Both of the journal club articles we discussed today were about genetics. When I first saw that last night, I did not feel terribly gung-ho about reading them, especially since one of them was about 17 pages long! But they both turned out to be pretty interesting after all. One article looked at several dozen genes that had been published in the literature as risk factors for cardiovascular disease. These authors did a much larger study on those genes, and they were not able to find that ANY of the genes increased people's risk of getting cardiovascular disease. The really long article considered genetic risk factors for several different diseases using a technique where they could look at the entire genome and not just certain genes. Interestingly, they found that certain loci on the genome were present more often in people with certain diseases, and that these loci don't necessarily correspond to genes! One of the things you learn pretty early on in a molecular bio class is how most of the human genome is "junk" DNA that doesn't code for anything. But obviously we ought to be more careful about writing it off as being useless. Just because we don't understand what it does doesn't mean that it must not do anything.
The resident I'm working with this summer paged me in the morning and told me to contact him if I wanted to come work in the OR with him after class. Luckily I had a pair of scrubs with me, so I went to the OR after lunch. It was kind of a comedy of errors. First I went to the cardiac ORs, because that's where we usually meet. But he was over in the general ORs, which are in a different building. So I went over there to the floor he told me, and he wasn't there. I ran into two other members of our research team and started working with them instead. In the meantime, the resident and I were sending one another a flurry of pages.

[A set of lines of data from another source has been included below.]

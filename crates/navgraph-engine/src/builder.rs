//! Builder pattern for the valuation graph.

use navgraph_config::EngineSettings;
use navgraph_core::{Declaration, GraphResult, StrategyKind};

use crate::adjacency::AdjacencyBuilder;
use crate::graph::ValuationGraph;

/// Builder for constructing a [`ValuationGraph`].
///
/// Declarations are validated as they arrive; the structure is frozen and
/// checked for dangling references and cycles in [`build`](Self::build).
#[derive(Debug, Clone, Default)]
pub struct ValuationGraphBuilder {
    adjacency: AdjacencyBuilder,
    settings: EngineSettings,
}

impl ValuationGraphBuilder {
    /// Create a new builder with default settings.
    pub fn new() -> Self {
        Self::default()
    }

    /// Set the engine settings.
    #[must_use]
    pub fn with_settings(mut self, settings: &EngineSettings) -> Self {
        self.settings = settings.clone();
        self
    }

    /// Set the propagation strategy.
    #[must_use]
    pub fn with_strategy(mut self, strategy: StrategyKind) -> Self {
        self.settings.strategy = strategy;
        self
    }

    /// Declare a portfolio.
    pub fn container(mut self, name: &str) -> GraphResult<Self> {
        self.adjacency.declare_container(name)?;
        Ok(self)
    }

    /// Declare that `parent` holds `weight` units of `child`.
    pub fn holding(mut self, child: &str, weight: f64, parent: &str) -> GraphResult<Self> {
        self.adjacency.declare_ownership(child, weight, parent)?;
        Ok(self)
    }

    /// Apply one declaration record.
    pub fn declare(&mut self, record: Declaration) -> GraphResult<()> {
        self.adjacency.declare(record)
    }

    /// Apply declaration records in order, stopping at the first invalid one.
    pub fn extend<I>(&mut self, records: I) -> GraphResult<usize>
    where
        I: IntoIterator<Item = Declaration>,
    {
        self.adjacency.extend(records)
    }

    /// Build the valuation graph.
    pub fn build(self) -> GraphResult<ValuationGraph> {
        let adjacency = self.adjacency.finalize()?;
        ValuationGraph::new(&adjacency, &self.settings)
    }
}
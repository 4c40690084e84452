//! Validator configuration
//!
//! ```rust
//! use dependency_validator::{ValidatorConfig, WalkOptions};
//!
//! let config = ValidatorConfig::new()
//!     .exclude_type("App.Infrastructure.IClock")
//!     .reserve_namespace("ThirdParty")
//!     .with_callback_walk(WalkOptions::new(50, true));
//!
//! assert!(config.excluded_types.iter().any(|t| t == "App.Infrastructure.IClock"));
//! ```

use crate::detector::ResolveEntryPoint;
use crate::types::TypeRef;
use crate::walker::WalkOptions;

/// Knobs for graph validation, carried by the container builder.
#[derive(Debug, Clone)]
pub struct ValidatorConfig {
    /// Framework types never validated nor reported as requirements
    pub excluded_types: Vec<String>,
    /// Namespaces whose types are skipped like excluded ones
    pub reserved_namespaces: Vec<String>,
    /// Namespaces whose method bodies are never decoded
    pub system_namespaces: Vec<String>,
    /// Method recognized as "resolve a service" inside callbacks
    pub resolve_entry_point: ResolveEntryPoint,
    /// Walk policy for callback analysis
    pub callback_walk: WalkOptions,
}

impl Default for ValidatorConfig {
    fn default() -> Self {
        Self {
            excluded_types: vec![
                "Injector.IComponentContext".to_string(),
                "Injector.ILifetimeScope".to_string(),
                "Injector.LifetimeScope".to_string(),
                "System.IServiceProvider".to_string(),
            ],
            reserved_namespaces: vec!["Microsoft".to_string()],
            system_namespaces: vec!["System".to_string()],
            resolve_entry_point: ResolveEntryPoint::default(),
            callback_walk: WalkOptions::new(20, true),
        }
    }
}

impl ValidatorConfig {
    /// Create a configuration with default settings
    pub fn new() -> Self {
        Self::default()
    }

    /// Skip the type with this full name
    pub fn exclude_type(mut self, full_name: impl Into<String>) -> Self {
        self.excluded_types.push(full_name.into());
        self
    }

    /// Skip every type in this namespace
    pub fn reserve_namespace(mut self, namespace: impl Into<String>) -> Self {
        self.reserved_namespaces.push(namespace.into());
        self
    }

    /// Replace the namespaces the decoder never enters
    pub fn with_system_namespaces<I, S>(mut self, namespaces: I) -> Self
    where
        I: IntoIterator<Item = S>,
        S: Into<String>,
    {
        self.system_namespaces = namespaces.into_iter().map(Into::into).collect();
        self
    }

    /// Recognize a different resolve method
    pub fn with_resolve_entry_point(mut self, entry_point: ResolveEntryPoint) -> Self {
        self.resolve_entry_point = entry_point;
        self
    }

    pub fn with_callback_walk(mut self, options: WalkOptions) -> Self {
        self.callback_walk = options;
        self
    }

    /// Whether `ty` is a framework type that validation ignores.
    pub fn is_excluded(&self, ty: &TypeRef) -> bool {
        let full_name = ty.full_name();
        self.excluded_types.iter().any(|excluded| *excluded == full_name)
            || self.reserved_namespaces.iter().any(|ns| ty.is_in_namespace(ns))
    }
}

#[cfg(test)]
mod tests {
    use super::*;
    use crate::types::TypeKind;

    #[test]
    fn test_defaults() {
        let config = ValidatorConfig::default();
        assert_eq!(config.excluded_types.len(), 4);
        assert_eq!(config.callback_walk, WalkOptions::new(20, true));
        assert_eq!(config.resolve_entry_point, ResolveEntryPoint::default());
        assert_eq!(config.system_namespaces, ["System"]);
    }

    #[test]
    fn test_exclusion() {
        let config = ValidatorConfig::default();
        assert!(config.is_excluded(&TypeRef::interface("Injector", "IComponentContext")));
        assert!(config.is_excluded(&TypeRef::class("Injector", "LifetimeScope")));
        assert!(config.is_excluded(&TypeRef::interface("System", "IServiceProvider")));
        assert!(config.is_excluded(&TypeRef::class("Microsoft.Extensions.Logging", "Logger")));
        assert!(!config.is_excluded(&TypeRef::class("MicrosoftX", "Logger")));
        assert!(!config.is_excluded(&TypeRef::interface("App", "IDeps1")));
        assert!(!config.is_excluded(&TypeRef::named("System", "Object", TypeKind::Class)));
    }

    #[test]
    fn test_builder_chain() {
        let config = ValidatorConfig::new()
            .exclude_type("App.IClock")
            .reserve_namespace("Vendor")
            .with_system_namespaces(["System", "Mono"])
            .with_callback_walk(WalkOptions::new(5, false));

        assert!(config.is_excluded(&TypeRef::interface("App", "IClock")));
        assert!(config.is_excluded(&TypeRef::class("Vendor.Sdk", "Client")));
        assert_eq!(config.system_namespaces.len(), 2);
        assert_eq!(config.callback_walk.max_depth, 5);
        assert!(!config.callback_walk.memoize);
    }
}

Him: Where are you? Come to the second floor OR.
Me: I'm already here on the second floor! I'm helping Allen and Seth (two other team members) collect data.

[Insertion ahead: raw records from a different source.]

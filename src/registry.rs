//! Registration snapshot
//!
//! The [`Registry`] is the frozen view of a container's registrations that
//! validation runs against. It is built once when the container finishes
//! building and is never mutated afterwards; clones share storage.

use crate::activator::ConstructionStrategy;
use crate::types::TypeRef;
use ahash::AHashMap;
use std::fmt;
use std::sync::Arc;

// =============================================================================
// Lifetime
// =============================================================================

/// How long a component instance lives.
///
/// Ordered by duration: `PerDependency < PerScope < Singleton`.
#[derive(Debug, Clone, Copy, PartialEq, Eq, Hash, PartialOrd, Ord, Default)]
pub enum Lifetime {
    /// New instance for every request
    #[default]
    PerDependency,
    /// One instance per scope
    PerScope,
    /// One instance for the container's life
    Singleton,
}

impl Lifetime {
    /// Whether a component with this lifetime outlives one with `other`,
    /// i.e. holding it would make it captive.
    #[inline]
    pub fn outlives(self, other: Lifetime) -> bool {
        self > other
    }

    pub fn as_str(self) -> &'static str {
        match self {
            Self::PerDependency => "PerDependency",
            Self::PerScope => "PerScope",
            Self::Singleton => "Singleton",
        }
    }
}

impl fmt::Display for Lifetime {
    fn fmt(&self, f: &mut fmt::Formatter<'_>) -> fmt::Result {
        f.write_str(self.as_str())
    }
}

// =============================================================================
// Registration
// =============================================================================

/// One component registration.
#[derive(Debug, Clone)]
pub struct Registration {
    /// Position in registration order
    pub ordinal: usize,
    /// Declared service types
    pub services: Vec<TypeRef>,
    /// Implementation type
    pub limit_type: TypeRef,
    pub lifetime: Lifetime,
    pub strategy: ConstructionStrategy,
}

impl Registration {
    /// The type the component is resolved as: its first declared service,
    /// or the implementation type when it declares none.
    pub fn resolved_type(&self) -> &TypeRef {
        self.services.first().unwrap_or(&self.limit_type)
    }

    /// Whether the registration provides `service`.
    pub fn provides(&self, service: &TypeRef) -> bool {
        self.services.iter().any(|s| s == service)
    }
}

// =============================================================================
// Registry
// =============================================================================

/// Immutable registry snapshot with a service index.
#[derive(Debug, Clone, Default)]
pub struct Registry {
    registrations: Arc<[Registration]>,
    by_service: Arc<AHashMap<TypeRef, Vec<usize>>>,
}

impl Registry {
    /// Freeze `registrations` into a snapshot.
    ///
    /// A registration with no declared services is indexed under its
    /// implementation type.
    pub fn new(registrations: Vec<Registration>) -> Self {
        let mut by_service: AHashMap<TypeRef, Vec<usize>> = AHashMap::new();
        for (index, registration) in registrations.iter().enumerate() {
            if registration.services.is_empty() {
                by_service
                    .entry(registration.limit_type.clone())
                    .or_default()
                    .push(index);
            }
            for service in &registration.services {
                let entries = by_service.entry(service.clone()).or_default();
                if entries.last() != Some(&index) {
                    entries.push(index);
                }
            }
        }

        Self {
            registrations: Arc::from(registrations),
            by_service: Arc::new(by_service),
        }
    }

    #[inline]
    pub fn registrations(&self) -> &[Registration] {
        &self.registrations
    }

    pub fn iter(&self) -> std::slice::Iter<'_, Registration> {
        self.registrations.iter()
    }

    #[inline]
    pub fn len(&self) -> usize {
        self.registrations.len()
    }

    #[inline]
    pub fn is_empty(&self) -> bool {
        self.registrations.is_empty()
    }

    /// Explicit registrations providing `service`, in registration order.
    pub fn registrations_for<'a>(&'a self, service: &TypeRef) -> impl Iterator<Item = &'a Registration> + 'a {
        self.by_service
            .get(service)
            .map(|indices| indices.as_slice())
            .unwrap_or_default()
            .iter()
            .filter_map(|&index| self.registrations.get(index))
    }

    /// Whether resolving `service` can succeed.
    ///
    /// Collections (sequences and arrays) are always resolvable: the
    /// container supplies them, empty if nothing provides the element type.
    pub fn is_registered(&self, service: &TypeRef) -> bool {
        service.is_sequence() || self.by_service.contains_key(service)
    }

    /// Every explicitly registered service type.
    pub fn services(&self) -> impl Iterator<Item = &TypeRef> {
        self.by_service.keys()
    }
}

impl<'a> IntoIterator for &'a Registry {
    type Item = &'a Registration;
    type IntoIter = std::slice::Iter<'a, Registration>;

    fn into_iter(self) -> Self::IntoIter {
        self.registrations.iter()
    }
}

#[cfg(test)]
mod tests {
    use super::*;
    use crate::fixtures::{deps, enumerable};

    fn registration(ordinal: usize, services: Vec<TypeRef>, limit: &str, lifetime: Lifetime) -> Registration {
        Registration {
            ordinal,
            services,
            limit_type: TypeRef::class("App", limit),
            lifetime,
            strategy: ConstructionStrategy::FixedInstance,
        }
    }

    #[test]
    fn test_lifetime_order() {
        assert!(Lifetime::Singleton.outlives(Lifetime::PerScope));
        assert!(Lifetime::Singleton.outlives(Lifetime::PerDependency));
        assert!(Lifetime::PerScope.outlives(Lifetime::PerDependency));
        assert!(!Lifetime::PerScope.outlives(Lifetime::PerScope));
        assert!(!Lifetime::PerDependency.outlives(Lifetime::Singleton));
        assert_eq!(Lifetime::default(), Lifetime::PerDependency);
        assert_eq!(Lifetime::PerScope.to_string(), "PerScope");
    }

    #[test]
    fn test_resolved_type() {
        let with_service = registration(0, vec![deps("IDeps1")], "Deps1", Lifetime::Singleton);
        assert_eq!(with_service.resolved_type(), &deps("IDeps1"));

        let bare = registration(1, Vec::new(), "Deps1", Lifetime::Singleton);
        assert_eq!(bare.resolved_type(), &TypeRef::class("App", "Deps1"));
    }

    #[test]
    fn test_registrations_for_keeps_order_and_duplicates() {
        let registry = Registry::new(vec![
            registration(0, vec![deps("IDeps1")], "A", Lifetime::PerScope),
            registration(1, vec![deps("IDeps2")], "B", Lifetime::Singleton),
            registration(2, vec![deps("IDeps1"), deps("IDeps1")], "C", Lifetime::Singleton),
            registration(3, Vec::new(), "D", Lifetime::PerDependency),
        ]);

        let ordinals: Vec<_> = registry.registrations_for(&deps("IDeps1")).map(|r| r.ordinal).collect();
        assert_eq!(ordinals, [0, 2]);
        assert_eq!(registry.registrations_for(&TypeRef::class("App", "D")).count(), 1);
        assert_eq!(registry.registrations_for(&deps("IDeps3")).count(), 0);
        assert_eq!(registry.len(), 4);
        assert_eq!(registry.services().count(), 3);
    }

    #[test]
    fn test_collections_are_implicitly_registered() {
        let registry = Registry::new(vec![registration(0, vec![deps("IDeps1")], "A", Lifetime::Singleton)]);

        assert!(registry.is_registered(&deps("IDeps1")));
        assert!(!registry.is_registered(&deps("IDeps2")));
        assert!(registry.is_registered(&enumerable(deps("IDeps2"))));
        assert!(registry.is_registered(&TypeRef::array(deps("IDeps2"))));
        assert_eq!(registry.registrations_for(&enumerable(deps("IDeps1"))).count(), 0);
    }
}
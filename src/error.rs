//! Error types for dependency graph validation

use crate::image::{MethodId, ModuleId, Token};
use crate::validation::ContainerValidationResult;
use thiserror::Error;

/// Errors that abort validation or fail the container build
#[derive(Error, Debug, Clone)]
pub enum DiError {
    /// A callback registration points at a method the image does not contain
    #[error("Cannot find activation function for {service}: method {method} is not defined")]
    EntryPointNotFound { service: String, method: MethodId },

    /// A method body could not be decoded
    #[error(transparent)]
    Decode(#[from] DecodeError),

    /// Validation found errors (the message is the full report)
    #[error("{0}")]
    Validation(ContainerValidationResult),

    /// A build callback failed for a reason of its own
    #[error("Build callback failed: {0}")]
    Callback(String),

    /// Internal error
    #[error("Internal DI error: {0}")]
    Internal(String),
}

impl DiError {
    /// Create an EntryPointNotFound error
    #[inline]
    pub fn entry_point_not_found(service: impl Into<String>, method: MethodId) -> Self {
        Self::EntryPointNotFound {
            service: service.into(),
            method,
        }
    }

    /// The validation result carried by a validation failure
    pub fn validation_result(&self) -> Option<&ContainerValidationResult> {
        match self {
            Self::Validation(result) => Some(result),
            _ => None,
        }
    }
}

/// Errors raised while decoding a compiled method body
#[derive(Error, Debug, Clone, PartialEq, Eq)]
pub enum DecodeError {
    /// The byte at `offset` does not start a known instruction
    #[error("Unknown opcode {value:#06x} at offset {offset} in method {method}")]
    UnknownOpcode {
        method: MethodId,
        offset: usize,
        value: u16,
    },

    /// The method body ends in the middle of an instruction
    #[error("Truncated instruction at offset {offset} in method {method}")]
    Truncated { method: MethodId, offset: usize },

    /// A metadata token has no entry in the module's symbol table
    #[error("Token {token} cannot be resolved in module {module}")]
    UnresolvedToken { module: ModuleId, token: Token },

    /// A token resolved to a symbol of the wrong kind for its operand
    #[error("Token {token} resolved to a {found}, expected a {expected}")]
    UnexpectedSymbol {
        token: Token,
        expected: &'static str,
        found: &'static str,
    },

    /// A method refers to a module the image does not contain
    #[error("Method {method} belongs to unknown module {module}")]
    MissingModule { method: MethodId, module: ModuleId },

    /// A method reference points at a method the image does not contain
    #[error("Token {token} refers to undefined method {method}")]
    MissingMethod { token: Token, method: MethodId },
}

/// Failure while enumerating constructor candidates
///
/// Never propagated: constructor emulation folds it into
/// `NoAvailableConstructors`.
#[derive(Error, Debug, Clone, PartialEq, Eq)]
pub enum IntrospectionError {
    /// The image has no definition for the type
    #[error("No type definition for {0}")]
    UnknownType(String),

    /// The type cannot be constructed at all (interface, delegate, array)
    #[error("Type {0} is not constructible")]
    NotConstructible(String),
}

/// Constructor selection could not settle on a single candidate
#[derive(Error, Debug, Clone, PartialEq, Eq)]
pub enum SelectionError {
    /// Several candidates tie under the selection rule
    #[error("Cannot choose between multiple constructors with {parameters} parameters")]
    Ambiguous { parameters: usize, candidates: usize },

    /// The selector was handed no candidates
    #[error("No constructor candidates to select from")]
    NoCandidates,
}

/// Result type alias for validation operations
pub type Result<T> = std::result::Result<T, DiError>;

#[cfg(test)]
mod tests {
    use super::*;

    #[test]
    fn test_error_messages() {
        let err = DiError::entry_point_not_found("App.Service", MethodId(7));
        assert_eq!(
            err.to_string(),
            "Cannot find activation function for App.Service: method #7 is not defined"
        );

        let err = DiError::from(DecodeError::UnknownOpcode {
            method: MethodId(1),
            offset: 3,
            value: 0x24,
        });
        assert_eq!(err.to_string(), "Unknown opcode 0x0024 at offset 3 in method #1");
        assert!(err.validation_result().is_none());
    }

    #[test]
    fn test_selection_error_message() {
        let err = SelectionError::Ambiguous {
            parameters: 1,
            candidates: 2,
        };
        assert!(err.to_string().contains("1 parameters"));
    }
}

Him: I don't see you here anywhere.
Me: I'm with Allen's post-op patient in Bay 7.
Him: I can't find you. I'm starting to get worried.
Me: Allen and I walked around all of the bays and we didn't see you. I'm confused.
Finally, the resident showed up to where I was, and it turned out that he had told me the wrong OR. Evidently, there are two second floor ORs in this building. On the bright side, I am now very proficient with using the CCF intranet paging system. It's pretty cool. You can page people by phone from anywhere, but if you're on campus, you can also page them by intranet. I like that better, because then you can type an actual message to them like the resident and I were doing, and they'll get the message on their pager instead of just your phone number. I also have finally memorized both of my pager numbers. (Yes, I have not one, but TWO pagers, because I got a second one just for this summer.) Every time you send a page, you are supposed to put your name and beeper number at the end to make it easier for the recipient to get back to you. So now I have typed my own pager number enough times that I remember it without having to look it up.